A ERS não acha o mesmo, apontando a "particular e surpreendente falta de sensibilidade e cuidado" demonstrada na resposta. "Estranha-se que alguém possa entender que a uma filha que, tendo a mãe em estado muito débil, não faça grande diferença, e já depois de lhe ser negado o direito de acompanhamento, estar mais 1 hora e 50 minutos sem poder fazer companhia à sua mãe", refere a Entidade Reguladora da Saúde, que considera que "se verificou um atropelo não apenas do direito ao acompanhamento", mas também ao "imperativo de humanização e respeito na prestação de cuidados de saúde". "Algo decididamente visível na ameaça do prestador à utente do recurso às forças de segurança caso não acatasse uma decisão, ademais, ilegal", refere a deliberação.

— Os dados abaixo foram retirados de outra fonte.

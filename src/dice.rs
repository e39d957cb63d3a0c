//! Dice rolling for movement and combat.
//!
//! Every roll draws one four-sided and one six-sided die; the [`RollKind`]
//! decides how the two draws combine into a result:
//! - `Area`: sum of both dice (a 7 means "free choice of area" downstream)
//! - `Attack`: absolute difference of the two dice
//! - `Four`/`Six`: the named die alone (the other is reported as 0)
//!
//! The random source sits behind the [`DieRoller`] trait so tests and AI
//! previews can script exact faces.

use crate::interface::{DisplayEvent, Interface, Prompt};
use crate::player::Player;
use rand::rngs::StdRng;
use rand::{Rng, SeedableRng};
use std::collections::VecDeque;
use std::fmt;
use std::str::FromStr;

/// Errors raised by the dice service.
#[derive(Debug, Clone, PartialEq, Eq)]
pub enum DiceError {
    /// A roll kind string did not name one of the four known kinds.
    /// This is a programming-contract violation, not a player error.
    InvalidRollKind(String),
}

impl fmt::Display for DiceError {
    fn fmt(&self, f: &mut fmt::Formatter<'_>) -> fmt::Result {
        match self {
            DiceError::InvalidRollKind(kind) => write!(f, "invalid roll kind: {kind:?}"),
        }
    }
}

impl std::error::Error for DiceError {}

/// How the two die draws combine into a roll result.
#[derive(Debug, Clone, Copy, PartialEq, Eq, Default)]
pub enum RollKind {
    /// Sum of both dice, used for movement.
    Area,
    /// Absolute difference of the two dice, used for damage.
    #[default]
    Attack,
    /// The six-sided die alone.
    Six,
    /// The four-sided die alone.
    Four,
}

impl FromStr for RollKind {
    type Err = DiceError;

    fn from_str(s: &str) -> Result<Self, Self::Err> {
        match s {
            "area" => Ok(RollKind::Area),
            "attack" => Ok(RollKind::Attack),
            "six" | "6" => Ok(RollKind::Six),
            "four" | "4" => Ok(RollKind::Four),
            other => Err(DiceError::InvalidRollKind(other.to_string())),
        }
    }
}

/// The raw draws and derived result of one roll.
#[derive(Debug, Clone, Copy, PartialEq, Eq)]
pub struct RollOutcome {
    /// The four-sided die face (always drawn, even when unused).
    pub four: u8,
    /// The six-sided die face (always drawn, even when unused).
    pub six: u8,
    /// The derived result for the requested kind.
    pub result: u8,
}

/// Random source for die draws and probability checks.
pub trait DieRoller {
    /// Uniform draw in 1..=4.
    fn d4(&mut self) -> u8;
    /// Uniform draw in 1..=6.
    fn d6(&mut self) -> u8;
    /// Bernoulli draw with probability `p` (clamped to [0, 1]).
    fn chance(&mut self, p: f64) -> bool;
}

/// Production roller backed by a [`StdRng`].
#[derive(Debug, Clone)]
pub struct RandomRoller {
    rng: StdRng,
}

impl RandomRoller {
    pub fn new() -> Self {
        Self {
            rng: StdRng::from_os_rng(),
        }
    }

    /// Deterministic roller for reproducible games.
    pub fn seeded(seed: u64) -> Self {
        Self {
            rng: StdRng::seed_from_u64(seed),
        }
    }
}

impl Default for RandomRoller {
    fn default() -> Self {
        Self::new()
    }
}

impl DieRoller for RandomRoller {
    fn d4(&mut self) -> u8 {
        self.rng.random_range(1..=4)
    }

    fn d6(&mut self) -> u8 {
        self.rng.random_range(1..=6)
    }

    fn chance(&mut self, p: f64) -> bool {
        if p <= 0.0 {
            false
        } else if p >= 1.0 {
            true
        } else {
            self.rng.random_bool(p)
        }
    }
}

/// Scripted roller that replays queued faces, for tests and rigged demos.
///
/// Exhausted queues fall back to 1 (d4/d6) and `false` (chance).
#[derive(Debug, Clone, Default)]
pub struct FixedRoller {
    d4: VecDeque<u8>,
    d6: VecDeque<u8>,
    chances: VecDeque<bool>,
}

impl FixedRoller {
    pub fn new(
        d4: impl IntoIterator<Item = u8>,
        d6: impl IntoIterator<Item = u8>,
    ) -> Self {
        Self {
            d4: d4.into_iter().collect(),
            d6: d6.into_iter().collect(),
            chances: VecDeque::new(),
        }
    }

    pub fn with_chances(mut self, chances: impl IntoIterator<Item = bool>) -> Self {
        self.chances = chances.into_iter().collect();
        self
    }
}

impl DieRoller for FixedRoller {
    fn d4(&mut self) -> u8 {
        self.d4.pop_front().unwrap_or(1)
    }

    fn d6(&mut self) -> u8 {
        self.d6.pop_front().unwrap_or(1)
    }

    fn chance(&mut self, _p: f64) -> bool {
        self.chances.pop_front().unwrap_or(false)
    }
}

/// Rolls both dice for `player` and derives the result for `kind`.
///
/// Side effects: a confirmation prompt to the rolling player, a display
/// broadcast of both raw faces (the unused die reported as 0 for single-die
/// kinds), and a narrated text event describing the roll.
pub fn roll(
    interface: &mut dyn Interface,
    roller: &mut dyn DieRoller,
    player: &Player,
    kind: RollKind,
) -> RollOutcome {
    let four = roller.d4();
    let six = roller.d6();

    let (ask_label, shown_four, shown_six, message, result) = match kind {
        RollKind::Area => (
            "Roll the dice!",
            four,
            six,
            format!("{} rolled {} + {} = {}!", player.name, four, six, four + six),
            four + six,
        ),
        RollKind::Attack => (
            "Roll for damage!",
            four,
            six,
            format!(
                "{} rolled a {} - {} = {}!",
                player.name,
                four.max(six),
                four.min(six),
                four.abs_diff(six)
            ),
            four.abs_diff(six),
        ),
        RollKind::Six => (
            "Roll the 6-sided die!",
            0,
            six,
            format!("{} rolled a {}!", player.name, six),
            six,
        ),
        RollKind::Four => (
            "Roll the 4-sided die!",
            four,
            0,
            format!("{} rolled a {}!", player.name, four),
            four,
        ),
    };

    interface.ask(player.id, &Prompt::confirm(ask_label));
    interface.show(
        DisplayEvent::Roll {
            four: shown_four,
            six: shown_six,
        },
        None,
    );
    interface.tell(&message);

    RollOutcome { four, six, result }
}
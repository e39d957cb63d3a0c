use serde::Serialize;
use std::sync::atomic::{AtomicU32, Ordering};

/// Global counter for auto-incrementing card IDs (starts at 1, 0 is reserved).
static CARD_ID_COUNTER: AtomicU32 = AtomicU32::new(1);

/// Player identifier, index-based for efficiency.
///
/// Players are stored in turn order inside `GameState`; the id doubles as the
/// index into that vector.
#[derive(Debug, Clone, Copy, PartialEq, Eq, Hash, PartialOrd, Ord, Serialize)]
pub struct PlayerId(pub u8);

/// Unique card instance identifier, monotonically increasing.
#[derive(Debug, Clone, Copy, PartialEq, Eq, Hash, Serialize)]
pub struct CardId(pub u32);

/// Area identifier, index-based into the board's area list.
#[derive(Debug, Clone, Copy, PartialEq, Eq, Hash, PartialOrd, Ord, Serialize)]
pub struct AreaId(pub u8);

/// Zone identifier, index-based into the board's zone list.
#[derive(Debug, Clone, Copy, PartialEq, Eq, Hash, PartialOrd, Ord, Serialize)]
pub struct ZoneId(pub u8);

impl PlayerId {
    /// Create a player ID from a specific index.
    pub fn from_index(index: u8) -> Self {
        Self(index)
    }

    pub fn index(self) -> usize {
        self.0 as usize
    }
}

impl CardId {
    /// Create a new card ID with auto-incrementing counter.
    pub fn new() -> Self {
        Self(CARD_ID_COUNTER.fetch_add(1, Ordering::SeqCst))
    }

    /// Create a card ID from a specific value (for when you need explicit control).
    pub fn from_raw(id: u32) -> Self {
        Self(id)
    }
}

impl Default for CardId {
    fn default() -> Self {
        Self::new()
    }
}

impl AreaId {
    pub fn from_index(index: u8) -> Self {
        Self(index)
    }

    pub fn index(self) -> usize {
        self.0 as usize
    }
}

impl ZoneId {
    pub fn from_index(index: u8) -> Self {
        Self(index)
    }

    pub fn index(self) -> usize {
        self.0 as usize
    }
}
//! Card and equipment definitions.
//!
//! Card *content* (the actual deck) lives outside the engine; this module
//! defines the shape the engine consumes: a title, a color for discard
//! routing and draw secrecy, and either an equipment profile (an optional
//! damage transform plus marker abilities the combat rules inspect) or a
//! single-shot action.

use crate::dice::DieRoller;
use crate::game_state::GameState;
use crate::ids::{CardId, PlayerId};
use crate::interface::Interface;
use crate::snapshot::CardSnapshot;
use serde::Serialize;
use std::fmt;

/// Card color, used for discard-pile routing and draw visibility.
/// Green draws are secret: shown privately to the drawing player only.
#[derive(Debug, Clone, Copy, PartialEq, Eq, Hash, Serialize)]
#[serde(rename_all = "lowercase")]
pub enum CardColor {
    Black,
    White,
    Green,
}

/// Marker abilities on equipment that the combat and turn rules inspect.
///
/// These replace the original title-string checks: content attaches the
/// abilities, the engine never matches on card names.
#[derive(Debug, Clone, Copy, PartialEq, Eq)]
pub enum EquipmentAbility {
    /// Roll for movement twice and pick either result.
    RollTwice,
    /// The holder cannot decline the attack phase (unless no targets exist).
    NoDecline,
    /// Attacks roll the four-sided die alone instead of the configured kind.
    FourSidedAttack,
    /// A single attack roll hits every target in range independently.
    HitAllInRange,
    /// Attack range is reversed: targets are players *outside* the zone.
    ReverseRange,
    /// +2 damage on a landed hit while a revealed Hunter.
    HunterBonus,
    /// Take all of a victim's equipment on a kill instead of choosing one.
    LootAll,
}

/// Equipment effect over a damage amount.
///
/// Applied in acquisition order by the equipment pipeline, for both outgoing
/// (`is_attacking`) and incoming damage. `successful` is true only for an
/// attacking roll that came up non-zero.
pub trait DamageTransform {
    fn apply(&self, is_attacking: bool, successful: bool, amount: i32) -> i32;
}

impl<F> DamageTransform for F
where
    F: Fn(bool, bool, i32) -> i32,
{
    fn apply(&self, is_attacking: bool, successful: bool, amount: i32) -> i32 {
        self(is_attacking, successful, amount)
    }
}

/// Single-shot effect of a non-equipment card, run when the card is drawn.
pub trait CardAction {
    fn perform(
        &self,
        game: &mut GameState,
        interface: &mut dyn Interface,
        roller: &mut dyn DieRoller,
        actor: PlayerId,
        card: &Card,
    );
}

impl<F> CardAction for F
where
    F: Fn(&mut GameState, &mut dyn Interface, &mut dyn DieRoller, PlayerId, &Card),
{
    fn perform(
        &self,
        game: &mut GameState,
        interface: &mut dyn Interface,
        roller: &mut dyn DieRoller,
        actor: PlayerId,
        card: &Card,
    ) {
        self(game, interface, roller, actor, card)
    }
}

/// What a card does: equipment kept in the arsenal, or a single-use action.
pub enum CardKind {
    Equipment {
        /// Damage transform composed by the equipment pipeline, if any.
        transform: Option<Box<dyn DamageTransform>>,
        /// Marker abilities the engine inspects.
        abilities: Vec<EquipmentAbility>,
    },
    SingleUse {
        action: Box<dyn CardAction>,
    },
}

/// One card instance. Ownership is by containment: the holder is whichever
/// player's equipment vector contains the card.
pub struct Card {
    pub id: CardId,
    pub title: String,
    pub color: CardColor,
    pub kind: CardKind,
}

impl Card {
    /// Creates an equipment card.
    pub fn equipment(
        title: impl Into<String>,
        color: CardColor,
        transform: Option<Box<dyn DamageTransform>>,
        abilities: Vec<EquipmentAbility>,
    ) -> Self {
        Self {
            id: CardId::new(),
            title: title.into(),
            color,
            kind: CardKind::Equipment {
                transform,
                abilities,
            },
        }
    }

    /// Creates a single-use card.
    pub fn single_use(
        title: impl Into<String>,
        color: CardColor,
        action: Box<dyn CardAction>,
    ) -> Self {
        Self {
            id: CardId::new(),
            title: title.into(),
            color,
            kind: CardKind::SingleUse { action },
        }
    }

    pub fn is_equipment(&self) -> bool {
        matches!(self.kind, CardKind::Equipment { .. })
    }

    /// The damage transform, if this is equipment that has one.
    pub fn transform(&self) -> Option<&dyn DamageTransform> {
        match &self.kind {
            CardKind::Equipment {
                transform: Some(t), ..
            } => Some(t.as_ref()),
            _ => None,
        }
    }

    pub fn has_ability(&self, ability: EquipmentAbility) -> bool {
        match &self.kind {
            CardKind::Equipment { abilities, .. } => abilities.contains(&ability),
            CardKind::SingleUse { .. } => false,
        }
    }

    pub fn dump(&self) -> CardSnapshot {
        CardSnapshot {
            title: self.title.clone(),
            color: self.color,
            is_equipment: self.is_equipment(),
        }
    }
}

impl fmt::Debug for Card {
    fn fmt(&self, f: &mut fmt::Formatter<'_>) -> fmt::Result {
        let kind = match &self.kind {
            CardKind::Equipment { .. } => "equipment",
            CardKind::SingleUse { .. } => "single-use",
        };
        f.debug_struct("Card")
            .field("id", &self.id)
            .field("title", &self.title)
            .field("color", &self.color)
            .field("kind", &kind)
            .finish()
    }
}
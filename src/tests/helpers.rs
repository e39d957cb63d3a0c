//! Shared fixtures for the unit tests: a small board with two zones worth
//! of areas and a game whose players carry simple characters.

use crate::board::{Area, AreaAction, Board, Zone};
use crate::card::{Card, CardColor};
use crate::character::{Allegiance, Character};
use crate::game_state::GameState;
use crate::ids::{AreaId, PlayerId, ZoneId};
use crate::player::Player;
use std::sync::Arc;

/// An area in the first zone.
pub const FIRST_AREA: AreaId = AreaId(0);
/// An area in a different zone than [`FIRST_AREA`].
pub const SECOND_ZONE_AREA: AreaId = AreaId(2);

pub fn no_op_action() -> Arc<dyn AreaAction> {
    Arc::new(
        |_: &mut GameState,
         _: &mut dyn crate::interface::Interface,
         _: &mut dyn crate::dice::DieRoller,
         _: PlayerId| {},
    )
}

pub fn fixture_board() -> Board {
    let z0 = ZoneId::from_index(0);
    let z1 = ZoneId::from_index(1);
    let z2 = ZoneId::from_index(2);
    Board::new(
        vec![
            Zone::new(z0, "Woods"),
            Zone::new(z1, "Village"),
            Zone::new(z2, "Outskirts"),
        ],
        vec![
            Area::new(
                AreaId::from_index(0),
                "Hermit's Cabin",
                "Draw a green card",
                vec![2, 3],
                z0,
                no_op_action(),
            ),
            Area::new(
                AreaId::from_index(1),
                "Underworld Gate",
                "Draw a card of your choice",
                vec![4, 5],
                z0,
                no_op_action(),
            ),
            Area::new(
                AreaId::from_index(2),
                "Church",
                "Heal 1 damage",
                vec![6],
                z1,
                no_op_action(),
            ),
            Area::new(
                AreaId::from_index(3),
                "Cemetery",
                "Draw a black card",
                vec![8],
                z1,
                no_op_action(),
            ),
            Area::new(
                AreaId::from_index(4),
                "Weird Woods",
                "Heal or harm a player",
                vec![9],
                z2,
                no_op_action(),
            ),
            Area::new(
                AreaId::from_index(5),
                "Erstwhile Altar",
                "Steal equipment",
                vec![10],
                z2,
                no_op_action(),
            ),
        ],
    )
}

pub fn hunter(max_damage: u32) -> Arc<Character> {
    Arc::new(Character::new(
        "Franklin",
        Allegiance::Hunter,
        max_damage,
        "All the Shadows are dead",
        Box::new(|_: &GameState, _: PlayerId| false),
    ))
}

pub fn shadow(max_damage: u32) -> Arc<Character> {
    Arc::new(Character::new(
        "Vampire",
        Allegiance::Shadow,
        max_damage,
        "All the Hunters are dead",
        Box::new(|_: &GameState, _: PlayerId| false),
    ))
}

pub fn neutral(max_damage: u32) -> Arc<Character> {
    Arc::new(Character::new(
        "Allie",
        Allegiance::Neutral,
        max_damage,
        "Be alive when the game ends",
        Box::new(|_: &GameState, _: PlayerId| false),
    ))
}

/// A game with `n` human players on the fixture board, characters cycling
/// hunter(10), shadow(4), neutral(8). Nobody starts placed.
pub fn fixture_game(n: usize) -> GameState {
    let names = ["Alice", "Bob", "Carol", "Dave", "Eve", "Frank"];
    let colors = ["red", "blue", "green", "yellow", "purple", "orange"];
    let players = (0..n)
        .map(|i| {
            let mut p = Player::new(
                PlayerId::from_index(i as u8),
                names[i % names.len()],
                colors[i % colors.len()],
                false,
            );
            p.set_character(match i % 3 {
                0 => hunter(10),
                1 => shadow(4),
                _ => neutral(8),
            });
            p
        })
        .collect();
    GameState::new(players, fixture_board())
}

pub fn place(game: &mut GameState, player: PlayerId, area: AreaId) {
    if let Some(p) = game.player_mut(player) {
        p.location = Some(area);
    }
}

/// Black equipment card with the given damage transform.
pub fn equipment<F>(title: &str, transform: F) -> Card
where
    F: Fn(bool, bool, i32) -> i32 + 'static,
{
    Card::equipment(title, CardColor::Black, Some(Box::new(transform)), vec![])
}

Quanto ao "Regulamento de Visitas e Acompanhantes" em vigor na instituição, datado de 2012, a ERS sublinha a "desatualização" do documento, em "total desrespeito pela legislação atualmente em vigor", que é de 2014. De acordo com a deliberação, o IPO do Porto não tem fundamento legal para impedir o acompanhamento nestas circunstâncias, dado que a lei prevê que "as pessoas [...] com doença incurável em estado avançado e as pessoas em estado final de vida, internadas em estabelecimento de saúde, têm direito ao acompanhamento permanente de ascendente, descendente, cônjuge ou equiparado e, na ausência ou impedimento destes ou por sua vontade, de pessoa por si designada". E acrescenta que "o acompanhamento familiar permanente é exercido no período do dia ou da noite, com respeito pelas instruções e regras técnicas relativas aos cuidados de saúde aplicáveis e pelas demais normas estabelecidas no respetivo regulamento hospitalar".
Nesse sentido, a deliberação da ERS obriga o IPO a rever o regulamento, por forma a que passe a respeitar a lei, e exige que a unidade hospitalar garanta que "são respeitados os direitos e interesses legítimos dos utentes", bem como a "adequação dos seus procedimentos às características ou circunstancialismos que façam elevar, especial e acrescidamente, as exigências de qualidade, celeridade, prontidão e humanidade, nomeadamente, em razão da idade (menores e idosos), patologia ou especial vulnerabilidade dos utentes".
O IPO mantém, em comunicado enviado ao DN, que a acompanhante esperou "1h50m, no dia 14 de janeiro de 2017 por necessidade de prestação de cuidados ao outro doente que se encontrava no mesmo quarto", uma resposta semelhante à que já havia sido enviada à Entidade Reguladora da Saúde quando o Instituto Português de Oncologia do Porto foi chamado a explicar o caso. Acrescenta ao DN, que "a doente não estava em morte iminente e faleceu a 17 de janeiro com a presença constante dos familiares."
O Conselho de Administração da instituição, que assina o comunicado, acrescenta ainda que são tratados 10 mil novos doentes por ano e "ocorrem cerca de mil óbitos em internamento com acompanhamento consensual". A prática de humanização existe há 44 anos, diz a unidade hospitalar.
Posterior à data dos acontecimentos é a entrada em vigor de um novo regime de acompanhamento, com o comunicado explica: "De acordo com as indicações da Entidade Reguladora da Saúde (ERS), a 9 de janeiro de 2019, o IPO-Porto aprovou alterações ao Regulamento de Visitas e Acompanhantes de acordo com a legislação em vigor - Lei nº 15/2014".